From the above it results that the role of translation theory is far from clear, with opinions diverging as to whether or not it should aim at practical utility. A different, although related matter, is whether theory in the form in which it exists and is taught today has an impact on practice.

3. The suggested impact of translation theory

Scholars have made various claims about the way in which theory can have an impact. These claims can be subsumed under three different headings, ranging from a macro- to a micro-level, that is from (1) the impact on society and the status of the translation profession within that society to (2) the impact on translation teaching to (3) the effect of explicit learning of theory on the translation competence of the individual student (Gile 2010; van Doorslaer 2013). While it is generally acknowledged (Pym 2005: 4–5; Gile 2010: 257–9; van Doorslaer 2013: 80) that translation theory has had a considerable impact on how the profession is seen in society at large, especially by according it an academic status, it has also had a major impact on how translation is taught (Gile 2010: 255–7; van Doorslaer 2013: 81–2). If translation theory has an impact on translation teaching, this is certainly not only due to the explicit teaching of theory, but also because it influences training methods in general. Thus, the influence of translation theory exceeds its explicit inclusion in curricula and has also had subtler effects on translator training. There is some agreement that, at university level at least, all teaching should have a theoretical basis (Bastin and Betancourt 2005: 213; Delisle 2005: 108). As a result, theoretical knowledge is considered to be essential for those who teach translation. By giving the lecturer a broader view of the phenomenon of translation and a deeper understanding of the underlying cognitive processes, Moser-Mercer (1996: 201 quoted in Lederer 2007: 32) for example, believes that theory guarantees a more reflective and less prescriptive approach in the translation classroom. Bastin and Betancourt (2005: 213) suggest that the teachers’ theoretical knowledge avoids the often criticized random selection of translation tasks and helps train more open-minded and flexible translators. While these and other effects of translation theory have been claimed to exist, their impact has so far not been proven empirically. This lack of empirical research extends to the impact that explicit teaching of theory can have on the acquisition of translation competence by individual students, as Gile (2010: 255) rightly points out:

‘TS lacks a solid empirical research basis to show that training methods based on certain Translation theories are more efficient than methods based on other theories, or even that certain training methods are more efficient than others regardless of the existence of underlying theories.’ (Gile 2010: 255)

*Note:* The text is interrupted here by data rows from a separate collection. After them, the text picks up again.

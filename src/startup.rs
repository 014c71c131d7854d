use actix_files as fs;
use actix_web::dev::Server;
use actix_web::middleware::{DefaultHeaders, Logger};
use actix_web::{guard, web, App, HttpResponse, HttpServer};
use std::net::TcpListener;

use crate::auth::TokenService;
use crate::configuration::Settings;
use crate::error::{AppError, ValidationError};
use crate::logger::RequestLogger;
use crate::middleware::{CountHits, HitCounter};
use crate::routes::{
    create_chirp, create_user, delete_chirp, delete_user, get_chirp, handle_webhook, health_check,
    list_chirps, login, metrics, refresh, reset, revoke, update_user,
};
use crate::store::Store;

pub fn run(listener: TcpListener, store: Store, settings: Settings) -> Result<Server, std::io::Error> {
    let tokens = web::Data::new(TokenService::new(settings.jwt.clone(), store.clone()));
    let store = web::Data::new(store);
    let polka = web::Data::new(settings.polka.clone());
    let hits = web::Data::new(HitCounter::new());
    let static_dir = settings.application.static_dir.clone();

    let server = HttpServer::new(move || {
        App::new()
            // Global middleware
            .wrap(Logger::default())
            .wrap(RequestLogger)
            .wrap(
                DefaultHeaders::new()
                    .add(("Access-Control-Allow-Origin", "*"))
                    .add(("Access-Control-Allow-Methods", "GET, POST, OPTIONS, PUT, DELETE"))
                    .add(("Access-Control-Allow-Headers", "*")),
            )
            // Shared state
            .app_data(store.clone())
            .app_data(tokens.clone())
            .app_data(polka.clone())
            .app_data(hits.clone())
            .app_data(web::JsonConfig::default().error_handler(|err, _req| {
                AppError::from(ValidationError::InvalidFormat(format!("request body ({})", err))).into()
            }))
            // CORS preflight for any path
            .service(
                web::resource("/{tail:.*}")
                    .guard(guard::Options())
                    .to(|| async { HttpResponse::Ok().finish() }),
            )
            .service(
                web::scope("/api")
                    .route("/healthz", web::get().to(health_check))
                    .route("/users", web::post().to(create_user))
                    .route("/users", web::put().to(update_user))
                    .route("/users", web::delete().to(delete_user))
                    .route("/login", web::post().to(login))
                    .route("/refresh", web::post().to(refresh))
                    .route("/revoke", web::post().to(revoke))
                    .route("/chirps", web::post().to(create_chirp))
                    .route("/chirps", web::get().to(list_chirps))
                    .route("/chirps/{id}", web::get().to(get_chirp))
                    .route("/chirps/{id}", web::delete().to(delete_chirp))
                    .route("/polka/webhooks", web::post().to(handle_webhook)),
            )
            .service(
                web::scope("/admin")
                    .route("/metrics", web::get().to(metrics))
                    .route("/reset", web::post().to(reset)),
            )
            .service(
                web::scope("/app")
                    .wrap(CountHits::new(hits.clone()))
                    .service(fs::Files::new("/", &static_dir).index_file("index.html")),
            )
    })
    .listen(listener)?
    .run();

    Ok(server)
}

Nevertheless, claims that teaching theory benefits students are abundant in the literature. The suggested effects of teaching theory can be categorized into four main groups (Di Mango 2018: 106–11): (1) raising awareness and inducing critical thinking, (2) providing a meta-language to discuss and justify translations, (3) influencing the translation process and thus enhancing the quality of the resulting translations, and (4) speeding up translation competence acquisition.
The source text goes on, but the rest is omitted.